Like David Ressor, I favour Vanguard because they had the genius to create the category and have done so much to drive fees down in Canada and around the world. I simply like and trust the brand. They’ve also gathered the most assets – the market has spoken. As well, more generally, when I last looked into ROC and the need to track ACB in taxable accounts, BMO ETFs had far more of this than Vanguard did.
Hi Justin, thank you for this great article. I am a bit puzzled though. Where did you get the info that ZEQT is cap-weighted?
I have to admit that I tried to find this information for a long time and the only info I could find was this cryptic ‘strategic asset allocation weights.’
So I am very happy about this information, and I will buy ZEQT in the future for two main reasons: a cap-weighted allocation and a Canadian based ETF.
@Daniel – I was also confused with their cryptic ‘strategic asset allocation weights’ information (as well as past marketing brochures that looked like fixed foreign equity weights.
But then I started digging up the holdings from their historical semi-annual reports, and I noticed the foreign equity weights had been shifting over time, and these shifts were in line with global MSCI market cap-weightings.

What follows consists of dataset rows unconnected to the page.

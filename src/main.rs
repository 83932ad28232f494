/// Version injected at compile time via DOCEAN_VERSION env var (set by CI/CD),
/// or "dev" for local builds.
pub const VERSION: &str = match option_env!("DOCEAN_VERSION") {
    Some(v) => v,
    None => "dev",
};

use anyhow::{bail, Context, Result};
use clap::{Parser, Subcommand, ValueEnum};
use docean::api::http::format_api_error;
use docean::api::{auth, Client, ListOptions, Response};
use docean::config::{Config, OutputFormat};
use docean::resource::fetch_all;
use docean::webhook::{self, VerifyOptions};
use serde::Serialize;
use serde_json::Value;
use std::future::Future;
use std::path::PathBuf;
use tracing::Level;
use tracing_subscriber::fmt::writer::MakeWriterExt;

/// Command line client for the DigitalOcean API
#[derive(Parser, Debug)]
#[command(name = "docean", version = VERSION, about, long_about = None)]
struct Args {
    /// API token (defaults to DIGITALOCEAN_ACCESS_TOKEN or doctl's config)
    #[arg(short, long)]
    token: Option<String>,

    /// API endpoint
    #[arg(long)]
    api_url: Option<String>,

    /// Log level for debugging
    #[arg(long, value_enum, default_value = "off")]
    log_level: LogLevel,

    /// Output format
    #[arg(short, long, value_enum)]
    output: Option<OutputFormat>,

    #[command(subcommand)]
    command: Command,
}

#[derive(Subcommand, Debug)]
enum Command {
    /// Show the account the token belongs to
    Account,
    /// Show the current API rate limit
    Rate,
    /// List resources of a kind
    List {
        #[arg(value_enum)]
        kind: Kind,
        /// Follow pagination and print every page
        #[arg(long)]
        all: bool,
        #[arg(long)]
        page: Option<u32>,
        #[arg(long)]
        per_page: Option<u32>,
    },
    /// Show a single resource
    Get {
        #[arg(value_enum)]
        kind: Kind,
        id: String,
    },
    /// Check a webhook delivery's Do-Signature header against its payload
    VerifyWebhook {
        #[arg(long)]
        secret: String,
        /// Value of the Do-Signature header
        #[arg(long)]
        signature: String,
        #[arg(long)]
        payload_file: PathBuf,
        /// Accept signatures of any age
        #[arg(long)]
        ignore_tolerance: bool,
    },
}

#[derive(Debug, Clone, Copy, PartialEq, Eq, ValueEnum)]
enum Kind {
    Droplets,
    Images,
    Regions,
    Sizes,
    Snapshots,
    Domains,
    Vpcs,
    LoadBalancers,
    Databases,
    Kubernetes,
    Actions,
}

#[derive(Debug, Clone, Copy, ValueEnum)]
enum LogLevel {
    Off,
    Error,
    Warn,
    Info,
    Debug,
    Trace,
}

impl LogLevel {
    fn to_tracing_level(self) -> Option<Level> {
        match self {
            LogLevel::Off => None,
            LogLevel::Error => Some(Level::ERROR),
            LogLevel::Warn => Some(Level::WARN),
            LogLevel::Info => Some(Level::INFO),
            LogLevel::Debug => Some(Level::DEBUG),
            LogLevel::Trace => Some(Level::TRACE),
        }
    }
}

fn setup_logging(level: LogLevel) -> Option<tracing_appender::non_blocking::WorkerGuard> {
    let tracing_level = level.to_tracing_level()?;

    let log_path = get_log_path();

    if let Some(parent) = log_path.parent() {
        let _ = std::fs::create_dir_all(parent);
    }

    let file = match std::fs::OpenOptions::new()
        .create(true)
        .append(true)
        .open(&log_path)
    {
        Ok(file) => file,
        Err(e) => {
            eprintln!("Failed to open log file {}: {}", log_path.display(), e);
            return None;
        }
    };

    let (non_blocking, guard) = tracing_appender::non_blocking(file);

    tracing_subscriber::fmt()
        .with_env_filter(
            tracing_subscriber::EnvFilter::try_from_default_env()
                .unwrap_or_else(|_| tracing_subscriber::EnvFilter::new(tracing_level.as_str().to_lowercase())),
        )
        .with_writer(non_blocking.with_max_level(tracing_level))
        .with_ansi(false)
        .with_target(true)
        .with_thread_ids(false)
        .with_file(true)
        .with_line_number(true)
        .init();

    tracing::info!("docean {} started with log level: {:?}", VERSION, level);
    tracing::info!("Log file: {:?}", log_path);

    Some(guard)
}

fn get_log_path() -> PathBuf {
    if let Some(config_dir) = dirs::config_dir() {
        return config_dir.join("docean").join("docean.log");
    }
    if let Some(home) = dirs::home_dir() {
        return home.join(".docean").join("docean.log");
    }
    PathBuf::from("docean.log")
}

#[tokio::main]
async fn main() {
    let args = Args::parse();

    let _log_guard = setup_logging(args.log_level);

    if let Err(err) = run(args).await {
        let message = match err.downcast_ref::<docean::Error>() {
            Some(api_err) => format_api_error(api_err),
            None => format!("{:#}", err),
        };
        tracing::error!("{}", message);
        eprintln!("Error: {}", message);
        std::process::exit(1);
    }
}

async fn run(args: Args) -> Result<()> {
    let config = Config::load();
    let output = config.effective_output(args.output);

    if let Command::VerifyWebhook {
        secret,
        signature,
        payload_file,
        ignore_tolerance,
    } = &args.command
    {
        let payload = std::fs::read(payload_file)
            .with_context(|| format!("reading {}", payload_file.display()))?;
        let opts = VerifyOptions {
            ignore_tolerance: *ignore_tolerance,
            ..Default::default()
        };
        webhook::verify(secret, &payload, signature, &opts)?;
        println!("signature verified");
        return Ok(());
    }

    let client = build_client(&args, &config)?;

    match args.command {
        Command::Account => {
            let (account, _) = client.account().get().await?;
            print_output(&account, output)
        }
        Command::Rate => {
            client.account().get().await?;
            print_output(&client.rate().await, output)
        }
        Command::List {
            kind,
            all,
            page,
            per_page,
        } => {
            let opts = ListOptions::new(page.unwrap_or(0), config.effective_per_page(per_page));
            let items = list_kind(&client, kind, opts, all).await?;
            print_output(&items, output)
        }
        Command::Get { kind, id } => {
            let item = get_kind(&client, kind, &id).await?;
            print_output(&item, output)
        }
        Command::VerifyWebhook { .. } => Ok(()),
    }
}

fn build_client(args: &Args, config: &Config) -> Result<Client> {
    let token = args
        .token
        .clone()
        .or_else(auth::default_token)
        .context("No API token. Pass --token, set DIGITALOCEAN_ACCESS_TOKEN, or run 'doctl auth init'")?;
    let api_url = config.effective_api_url(args.api_url.as_deref());

    tracing::info!("Using API endpoint {}", api_url);

    Ok(Client::builder()
        .token(&token)
        .base_url(&api_url)
        .user_agent(&format!("docean-cli/{}", VERSION))
        .build()?)
}

/// Run one list call, or every page with `all`, and render the items as JSON.
async fn collect<T, F, Fut>(opts: ListOptions, all: bool, mut list: F) -> docean::Result<Value>
where
    T: Serialize,
    F: FnMut(ListOptions) -> Fut,
    Fut: Future<Output = docean::Result<(Vec<T>, Response)>>,
{
    let items = if all {
        fetch_all(opts, list).await?
    } else {
        list(opts).await?.0
    };
    Ok(serde_json::to_value(items)?)
}

async fn list_kind(client: &Client, kind: Kind, opts: ListOptions, all: bool) -> Result<Value> {
    let value = match kind {
        Kind::Droplets => collect(opts, all, |o| async move { client.droplets().list(&o).await }).await?,
        Kind::Images => collect(opts, all, |o| async move { client.images().list(&o).await }).await?,
        Kind::Regions => collect(opts, all, |o| async move { client.regions().list(&o).await }).await?,
        Kind::Sizes => collect(opts, all, |o| async move { client.sizes().list(&o).await }).await?,
        Kind::Snapshots => {
            collect(opts, all, |o| async move { client.snapshots().list(&o).await }).await?
        }
        Kind::Domains => collect(opts, all, |o| async move { client.domains().list(&o).await }).await?,
        Kind::Vpcs => collect(opts, all, |o| async move { client.vpcs().list(&o).await }).await?,
        Kind::LoadBalancers => {
            collect(opts, all, |o| async move { client.load_balancers().list(&o).await }).await?
        }
        Kind::Databases => {
            collect(opts, all, |o| async move { client.databases().list(&o).await }).await?
        }
        Kind::Kubernetes => {
            collect(opts, all, |o| async move { client.kubernetes().list(&o).await }).await?
        }
        Kind::Actions => collect(opts, all, |o| async move { client.actions().list(&o).await }).await?,
    };
    Ok(value)
}

async fn get_kind(client: &Client, kind: Kind, id: &str) -> Result<Value> {
    let numeric = || -> Result<u64> {
        id.parse()
            .with_context(|| format!("{:?} ids are numeric, got '{}'", kind, id))
    };

    let value = match kind {
        Kind::Droplets => serde_json::to_value(client.droplets().get(numeric()?).await?.0)?,
        Kind::Images => match id.parse::<u64>() {
            Ok(image_id) => serde_json::to_value(client.images().get(image_id).await?.0)?,
            Err(_) => serde_json::to_value(client.images().get_by_slug(id).await?.0)?,
        },
        Kind::Actions => serde_json::to_value(client.actions().get(numeric()?).await?.0)?,
        Kind::Snapshots => serde_json::to_value(client.snapshots().get(id).await?.0)?,
        Kind::Domains => serde_json::to_value(client.domains().get(id).await?.0)?,
        Kind::Vpcs => serde_json::to_value(client.vpcs().get(id).await?.0)?,
        Kind::LoadBalancers => serde_json::to_value(client.load_balancers().get(id).await?.0)?,
        Kind::Databases => serde_json::to_value(client.databases().get(id).await?.0)?,
        Kind::Kubernetes => serde_json::to_value(client.kubernetes().get(id).await?.0)?,
        Kind::Regions | Kind::Sizes => bail!("{:?} cannot be fetched individually; use list", kind),
    };
    Ok(value)
}

fn print_output<T: Serialize>(value: &T, format: OutputFormat) -> Result<()> {
    let rendered = match format {
        OutputFormat::Json => serde_json::to_string_pretty(value)?,
        OutputFormat::Yaml => serde_yaml::to_string(value)?,
    };
    println!("{}", rendered.trim_end());
    Ok(())
}

#[cfg(test)]
mod tests {
    use super::*;

    #[test]
    fn test_parse_list_command() {
        let args = Args::try_parse_from([
            "docean", "--output", "yaml", "list", "load-balancers", "--all", "--per-page", "200",
        ])
        .unwrap();

        assert_eq!(args.output, Some(OutputFormat::Yaml));
        match args.command {
            Command::List {
                kind,
                all,
                per_page,
                page,
            } => {
                assert_eq!(kind, Kind::LoadBalancers);
                assert!(all);
                assert_eq!(per_page, Some(200));
                assert_eq!(page, None);
            }
            other => panic!("unexpected command {:?}", other),
        }
    }

    #[test]
    fn test_parse_verify_webhook() {
        let args = Args::try_parse_from([
            "docean",
            "verify-webhook",
            "--secret",
            "s3cret",
            "--signature",
            "t=1,v1=ab",
            "--payload-file",
            "body.json",
        ])
        .unwrap();

        assert!(matches!(args.command, Command::VerifyWebhook { ignore_tolerance: false, .. }));
    }

    #[test]
    fn test_unknown_kind_rejected() {
        assert!(Args::try_parse_from(["docean", "list", "floating-ips"]).is_err());
    }
}
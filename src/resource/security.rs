//! Security posture scans and their findings

use crate::api::{add_options, require_non_empty, Client, ListOptions, Response, Result};
use serde::{Deserialize, Serialize};

const SCANS_PATH: &str = "/v2/security/scans";

pub const SCAN_STATUS_COMPLETED: &str = "COMPLETED";

#[derive(Debug, Clone, Default, PartialEq, Eq, Serialize, Deserialize)]
pub struct Scan {
    #[serde(default)]
    pub id: String,
    #[serde(default)]
    pub status: String,
    #[serde(default, skip_serializing_if = "String::is_empty")]
    pub created_at: String,
    #[serde(default, skip_serializing_if = "Vec::is_empty")]
    pub findings: Vec<ScanFinding>,
}

impl Scan {
    pub fn completed(&self) -> bool {
        self.status == SCAN_STATUS_COMPLETED
    }
}

#[derive(Debug, Clone, Default, PartialEq, Eq, Serialize, Deserialize)]
pub struct ScanFinding {
    #[serde(default)]
    pub rule_uuid: String,
    #[serde(default)]
    pub name: String,
    #[serde(default, skip_serializing_if = "String::is_empty")]
    pub details: String,
    #[serde(default, skip_serializing_if = "String::is_empty")]
    pub found_at: String,
    #[serde(default)]
    pub severity: String,
    #[serde(default, skip_serializing_if = "String::is_empty")]
    pub business_impact: String,
    #[serde(default, skip_serializing_if = "String::is_empty")]
    pub technical_details: String,
    #[serde(default, skip_serializing_if = "Vec::is_empty")]
    pub mitigation_steps: Vec<MitigationStep>,
    #[serde(default)]
    pub affected_resources_count: u32,
}

#[derive(Debug, Clone, Default, PartialEq, Eq, Serialize, Deserialize)]
pub struct MitigationStep {
    #[serde(default)]
    pub step: u32,
    #[serde(default)]
    pub title: String,
    #[serde(default)]
    pub description: String,
}

#[derive(Debug, Clone, Default, PartialEq, Eq, Serialize, Deserialize)]
pub struct AffectedResource {
    #[serde(default)]
    pub urn: String,
    #[serde(default)]
    pub name: String,
    #[serde(rename = "type", default)]
    pub resource_type: String,
}

#[derive(Debug, Clone, Default, PartialEq, Eq, Serialize)]
pub struct ScanCreateRequest {
    /// Resource selectors such as `do:droplet`
    #[serde(skip_serializing_if = "Vec::is_empty")]
    pub resources: Vec<String>,
}

/// Paging plus finding filters for a single scan.
#[derive(Debug, Clone, Default, PartialEq, Eq, Serialize)]
pub struct ScanFindingsOptions {
    #[serde(flatten)]
    pub list: ListOptions,
    #[serde(rename = "type", skip_serializing_if = "String::is_empty")]
    pub finding_type: String,
    #[serde(skip_serializing_if = "String::is_empty")]
    pub severity: String,
}

#[derive(Deserialize)]
struct ScanRoot {
    scan: Scan,
}

#[derive(Deserialize)]
struct ScansRoot {
    #[serde(default)]
    scans: Vec<Scan>,
}

#[derive(Deserialize)]
struct AffectedResourcesRoot {
    #[serde(default)]
    affected_resources: Vec<AffectedResource>,
}

pub struct SecurityService<'a> {
    client: &'a Client,
}

impl<'a> SecurityService<'a> {
    pub(crate) fn new(client: &'a Client) -> Self {
        Self { client }
    }

    /// Start a scan. The API answers with the bare scan object.
    pub async fn create_scan(&self, req: &ScanCreateRequest) -> Result<(Scan, Response)> {
        self.client.post(SCANS_PATH, req).await
    }

    pub async fn list_scans(&self, opts: &ListOptions) -> Result<(Vec<Scan>, Response)> {
        let path = add_options(SCANS_PATH, opts)?;
        let (root, resp): (ScansRoot, _) = self.client.get(&path).await?;
        Ok((root.scans, resp))
    }

    pub async fn get_scan(&self, scan_id: &str, opts: &ScanFindingsOptions) -> Result<(Scan, Response)> {
        require_non_empty("scanUUID", scan_id)?;
        let path = add_options(&format!("{}/{}", SCANS_PATH, urlencoding::encode(scan_id)), opts)?;
        let (root, resp): (ScanRoot, _) = self.client.get(&path).await?;
        Ok((root.scan, resp))
    }

    pub async fn get_latest_scan(&self, opts: &ScanFindingsOptions) -> Result<(Scan, Response)> {
        let path = add_options(&format!("{}/latest", SCANS_PATH), opts)?;
        let (root, resp): (ScanRoot, _) = self.client.get(&path).await?;
        Ok((root.scan, resp))
    }

    pub async fn list_finding_affected_resources(
        &self,
        scan_id: &str,
        finding_id: &str,
        opts: &ListOptions,
    ) -> Result<(Vec<AffectedResource>, Response)> {
        require_non_empty("scanUUID", scan_id)?;
        require_non_empty("findingUUID", finding_id)?;
        let path = format!(
            "{}/{}/findings/{}/affected_resources",
            SCANS_PATH,
            urlencoding::encode(scan_id),
            urlencoding::encode(finding_id)
        );
        let path = add_options(&path, opts)?;
        let (root, resp): (AffectedResourcesRoot, _) = self.client.get(&path).await?;
        Ok((root.affected_resources, resp))
    }
}
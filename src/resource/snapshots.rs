//! Snapshots of droplets and volumes

use crate::api::{add_options, require_non_empty, Client, ListOptions, Response, Result};
use serde::{Deserialize, Serialize};

const SNAPSHOTS_PATH: &str = "/v2/snapshots";

/// A saved image of a droplet or volume.
#[derive(Debug, Clone, Default, PartialEq, Serialize, Deserialize)]
pub struct Snapshot {
    #[serde(default)]
    pub id: String,
    #[serde(default)]
    pub name: String,
    #[serde(default)]
    pub resource_id: String,
    #[serde(default)]
    pub resource_type: String,
    #[serde(default)]
    pub regions: Vec<String>,
    #[serde(default)]
    pub min_disk_size: u64,
    #[serde(default)]
    pub size_gigabytes: f64,
    #[serde(rename = "created_at", default)]
    pub created: String,
    #[serde(default)]
    pub tags: Vec<String>,
}

#[derive(Deserialize)]
struct SnapshotRoot {
    snapshot: Snapshot,
}

#[derive(Deserialize)]
struct SnapshotsRoot {
    #[serde(default)]
    snapshots: Vec<Snapshot>,
}

#[derive(Serialize)]
struct ResourceTypeFilter<'a> {
    #[serde(flatten)]
    list: &'a ListOptions,
    #[serde(skip_serializing_if = "Option::is_none")]
    resource_type: Option<&'a str>,
}

pub struct SnapshotsService<'a> {
    client: &'a Client,
}

impl<'a> SnapshotsService<'a> {
    pub(crate) fn new(client: &'a Client) -> Self {
        Self { client }
    }

    /// List all snapshots.
    pub async fn list(&self, opts: &ListOptions) -> Result<(Vec<Snapshot>, Response)> {
        self.list_by_type(opts, None).await
    }

    /// List snapshots of droplets.
    pub async fn list_droplet(&self, opts: &ListOptions) -> Result<(Vec<Snapshot>, Response)> {
        self.list_by_type(opts, Some("droplet")).await
    }

    /// List snapshots of volumes.
    pub async fn list_volume(&self, opts: &ListOptions) -> Result<(Vec<Snapshot>, Response)> {
        self.list_by_type(opts, Some("volume")).await
    }

    async fn list_by_type(
        &self,
        opts: &ListOptions,
        resource_type: Option<&str>,
    ) -> Result<(Vec<Snapshot>, Response)> {
        let filter = ResourceTypeFilter {
            list: opts,
            resource_type,
        };
        let path = add_options(SNAPSHOTS_PATH, &filter)?;
        let (root, resp): (SnapshotsRoot, _) = self.client.get(&path).await?;
        Ok((root.snapshots, resp))
    }

    pub async fn get(&self, id: &str) -> Result<(Snapshot, Response)> {
        require_non_empty("id", id)?;
        let path = format!("{}/{}", SNAPSHOTS_PATH, id);
        let (root, resp): (SnapshotRoot, _) = self.client.get(&path).await?;
        Ok((root.snapshot, resp))
    }

    pub async fn delete(&self, id: &str) -> Result<Response> {
        require_non_empty("id", id)?;
        let path = format!("{}/{}", SNAPSHOTS_PATH, id);
        self.client.delete(&path).await
    }
}

#[cfg(test)]
mod tests {
    use super::*;

    #[test]
    fn test_resource_type_filter() {
        let opts = ListOptions::new(2, 0);
        let filter = ResourceTypeFilter {
            list: &opts,
            resource_type: Some("volume"),
        };
        assert_eq!(
            add_options(SNAPSHOTS_PATH, &filter).unwrap(),
            "/v2/snapshots?page=2&resource_type=volume"
        );

        let unfiltered = ResourceTypeFilter {
            list: &opts,
            resource_type: None,
        };
        assert_eq!(add_options(SNAPSHOTS_PATH, &unfiltered).unwrap(), "/v2/snapshots?page=2");
    }

    #[test]
    fn test_snapshot_created_at() {
        let snapshot: Snapshot = serde_json::from_value(serde_json::json!({
            "id": "6372321",
            "name": "web-01-1595954862243",
            "created_at": "2020-07-28T16:47:44Z",
            "resource_type": "droplet",
            "min_disk_size": 25,
            "size_gigabytes": 2.34
        }))
        .unwrap();
        assert_eq!(snapshot.created, "2020-07-28T16:47:44Z");
        assert_eq!(snapshot.min_disk_size, 25);
    }
}
//! Shared helpers for the integration tests

#![allow(dead_code)]

use docean::api::{Client, RetryConfig};
use std::time::Duration;
use wiremock::MockServer;

pub const TOKEN: &str = "test-token";

/// Client pointed at a mock server.
pub fn client(server: &MockServer) -> Client {
    Client::builder()
        .token(TOKEN)
        .base_url(&server.uri())
        .build()
        .expect("client should build")
}

/// Client that retries quickly, for tests that exercise the retry loop.
pub fn retrying_client(server: &MockServer, max_retries: u32) -> Client {
    Client::builder()
        .token(TOKEN)
        .base_url(&server.uri())
        .retry(RetryConfig {
            max_retries,
            wait_min: Duration::from_millis(5),
            wait_max: Duration::from_millis(20),
        })
        .build()
        .expect("client should build")
}

/// Absolute URL of `path` on the mock server, as the API puts in `links`.
pub fn page_url(server: &MockServer, path: &str, page: u32) -> String {
    format!("{}{}?page={}", server.uri(), path, page)
}
//! Domains and their DNS records

use crate::api::{
    add_options, require_non_empty, require_positive, ArgError, Client, ListOptions, Response,
    Result,
};
use crate::api::options::is_zero;
use serde::{Deserialize, Serialize};

const DOMAINS_PATH: &str = "/v2/domains";

#[derive(Debug, Clone, Default, PartialEq, Eq, Serialize, Deserialize)]
pub struct Domain {
    #[serde(default)]
    pub name: String,
    #[serde(default)]
    pub ttl: u32,
    #[serde(default, skip_serializing_if = "String::is_empty")]
    pub zone_file: String,
}

#[derive(Debug, Clone, Default, Serialize)]
pub struct DomainCreateRequest {
    pub name: String,
    #[serde(skip_serializing_if = "String::is_empty")]
    pub ip_address: String,
}

/// A DNS record.
#[derive(Debug, Clone, Default, PartialEq, Eq, Serialize, Deserialize)]
pub struct DomainRecord {
    #[serde(default)]
    pub id: u64,
    #[serde(rename = "type", default)]
    pub record_type: String,
    #[serde(default)]
    pub name: String,
    #[serde(default)]
    pub data: String,
    #[serde(default)]
    pub priority: u32,
    #[serde(default)]
    pub port: u32,
    #[serde(default)]
    pub ttl: u32,
    #[serde(default)]
    pub weight: u32,
    #[serde(default)]
    pub flags: u32,
    #[serde(default)]
    pub tag: String,
}

/// Body of a record create or edit. Zero fields are left out.
#[derive(Debug, Clone, Default, PartialEq, Eq, Serialize, Deserialize)]
pub struct DomainRecordEditRequest {
    #[serde(rename = "type", default, skip_serializing_if = "String::is_empty")]
    pub record_type: String,
    #[serde(default, skip_serializing_if = "String::is_empty")]
    pub name: String,
    #[serde(default, skip_serializing_if = "String::is_empty")]
    pub data: String,
    #[serde(default, skip_serializing_if = "is_zero")]
    pub priority: u32,
    #[serde(default, skip_serializing_if = "is_zero")]
    pub port: u32,
    #[serde(default, skip_serializing_if = "is_zero")]
    pub ttl: u32,
    #[serde(default, skip_serializing_if = "is_zero")]
    pub weight: u32,
    #[serde(default, skip_serializing_if = "is_zero")]
    pub flags: u32,
    #[serde(default, skip_serializing_if = "String::is_empty")]
    pub tag: String,
}

#[derive(Deserialize)]
struct DomainRoot {
    domain: Domain,
}

#[derive(Deserialize)]
struct DomainsRoot {
    #[serde(default)]
    domains: Vec<Domain>,
}

#[derive(Deserialize)]
struct DomainRecordRoot {
    domain_record: DomainRecord,
}

#[derive(Deserialize)]
struct DomainRecordsRoot {
    #[serde(default)]
    domain_records: Vec<DomainRecord>,
}

#[derive(Serialize)]
struct RecordFilter<'a> {
    #[serde(flatten)]
    list: &'a ListOptions,
    #[serde(rename = "type", skip_serializing_if = "Option::is_none")]
    record_type: Option<&'a str>,
    #[serde(skip_serializing_if = "Option::is_none")]
    name: Option<&'a str>,
}

fn require_non_empty_string(arg: &str, value: &str) -> Result<()> {
    if value.is_empty() {
        return Err(ArgError::new(arg, "cannot be an empty string").into());
    }
    Ok(())
}

pub struct DomainsService<'a> {
    client: &'a Client,
}

impl<'a> DomainsService<'a> {
    pub(crate) fn new(client: &'a Client) -> Self {
        Self { client }
    }

    pub async fn list(&self, opts: &ListOptions) -> Result<(Vec<Domain>, Response)> {
        let path = add_options(DOMAINS_PATH, opts)?;
        let (root, resp): (DomainsRoot, _) = self.client.get(&path).await?;
        Ok((root.domains, resp))
    }

    pub async fn get(&self, name: &str) -> Result<(Domain, Response)> {
        require_non_empty("name", name)?;
        let path = format!("{}/{}", DOMAINS_PATH, name);
        let (root, resp): (DomainRoot, _) = self.client.get(&path).await?;
        Ok((root.domain, resp))
    }

    pub async fn create(&self, req: &DomainCreateRequest) -> Result<(Domain, Response)> {
        let (root, resp): (DomainRoot, _) = self.client.post(DOMAINS_PATH, req).await?;
        Ok((root.domain, resp))
    }

    pub async fn delete(&self, name: &str) -> Result<Response> {
        require_non_empty("name", name)?;
        self.client.delete(&format!("{}/{}", DOMAINS_PATH, name)).await
    }

    /// All records of a domain.
    pub async fn records(&self, domain: &str, opts: &ListOptions) -> Result<(Vec<DomainRecord>, Response)> {
        self.list_records(domain, opts, None, None).await
    }

    /// Records of one type, e.g. `A` or `CNAME`.
    pub async fn records_by_type(
        &self,
        domain: &str,
        record_type: &str,
        opts: &ListOptions,
    ) -> Result<(Vec<DomainRecord>, Response)> {
        require_non_empty_string("type", record_type)?;
        self.list_records(domain, opts, Some(record_type), None).await
    }

    /// Records with a fully qualified name.
    pub async fn records_by_name(
        &self,
        domain: &str,
        name: &str,
        opts: &ListOptions,
    ) -> Result<(Vec<DomainRecord>, Response)> {
        require_non_empty_string("name", name)?;
        self.list_records(domain, opts, None, Some(name)).await
    }

    pub async fn records_by_type_and_name(
        &self,
        domain: &str,
        record_type: &str,
        name: &str,
        opts: &ListOptions,
    ) -> Result<(Vec<DomainRecord>, Response)> {
        require_non_empty_string("type", record_type)?;
        require_non_empty_string("name", name)?;
        self.list_records(domain, opts, Some(record_type), Some(name)).await
    }

    async fn list_records(
        &self,
        domain: &str,
        opts: &ListOptions,
        record_type: Option<&str>,
        name: Option<&str>,
    ) -> Result<(Vec<DomainRecord>, Response)> {
        require_non_empty("domain", domain)?;
        let filter = RecordFilter {
            list: opts,
            record_type,
            name,
        };
        let path = add_options(&format!("{}/{}/records", DOMAINS_PATH, domain), &filter)?;
        let (root, resp): (DomainRecordsRoot, _) = self.client.get(&path).await?;
        Ok((root.domain_records, resp))
    }

    pub async fn record(&self, domain: &str, id: u64) -> Result<(DomainRecord, Response)> {
        let path = record_path(domain, id)?;
        let (root, resp): (DomainRecordRoot, _) = self.client.get(&path).await?;
        Ok((root.domain_record, resp))
    }

    pub async fn create_record(
        &self,
        domain: &str,
        req: &DomainRecordEditRequest,
    ) -> Result<(DomainRecord, Response)> {
        require_non_empty("domain", domain)?;
        let path = format!("{}/{}/records", DOMAINS_PATH, domain);
        let (root, resp): (DomainRecordRoot, _) = self.client.post(&path, req).await?;
        Ok((root.domain_record, resp))
    }

    pub async fn edit_record(
        &self,
        domain: &str,
        id: u64,
        req: &DomainRecordEditRequest,
    ) -> Result<(DomainRecord, Response)> {
        let path = record_path(domain, id)?;
        let (root, resp): (DomainRecordRoot, _) = self.client.put(&path, req).await?;
        Ok((root.domain_record, resp))
    }

    pub async fn delete_record(&self, domain: &str, id: u64) -> Result<Response> {
        let path = record_path(domain, id)?;
        self.client.delete(&path).await
    }
}

fn record_path(domain: &str, id: u64) -> Result<String> {
    require_non_empty("domain", domain)?;
    require_positive("id", id)?;
    Ok(format!("{}/{}/records/{}", DOMAINS_PATH, domain, id))
}

#[cfg(test)]
mod tests {
    use super::*;
    use serde_json::json;

    #[test]
    fn test_edit_request_omits_zero_fields() {
        let req = DomainRecordEditRequest {
            record_type: "CNAME".to_string(),
            name: "example".to_string(),
            data: "@".to_string(),
            ttl: 1800,
            ..Default::default()
        };
        assert_eq!(
            serde_json::to_value(&req).unwrap(),
            json!({"type": "CNAME", "name": "example", "data": "@", "ttl": 1800})
        );
    }

    #[test]
    fn test_empty_filter_is_rejected() {
        let err = require_non_empty_string("type", "").unwrap_err();
        assert_eq!(err.to_string(), "type is invalid because cannot be an empty string");
    }
}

I reached out to BMO ETFs, and they confirmed my suspicions — they had always been managing the foreign equity allocation in their asset allocation ETFs to foreign equity weights (specifically, to the MSCI USA Index, MSCI EAFE Index, and MSCI Emerging Markets Index).
My choice of VEQT is simply because over the years, Vanguard has been instrumental in bringing down the cost of investing, and has often exhibited an orientation towards its investors. So, all else being (roughly) equal, I choose the Vanguard product. It all comes down to a matter of trust.
@David Reesor – Trust is an excellent reason (I’ll admit that I’m a bit of a Vanguard fanboy myself :)
I use veqt so I only get one divident a year, and fk bmo lol
@Al – Reminds me of that old Kids In The Hall sketch (The Bank)
hello
very interesting i like it
my questions is when i want to sell a big lot is there bid and ask important and yield also
XEQT because I am an rbc customer for banking, helix and rbc direct. One login for everything, one dashboard, good tech. I can trade for free using XEQT since it is an rbc ishares product so no reason to look elsewhere or trade elsewhere. It’s a no brainer rbc ecosystem trade.
@Senas – Makes total sense – many of the commentors on the channel also mentioned commission-free ETFs being the main tie breaker.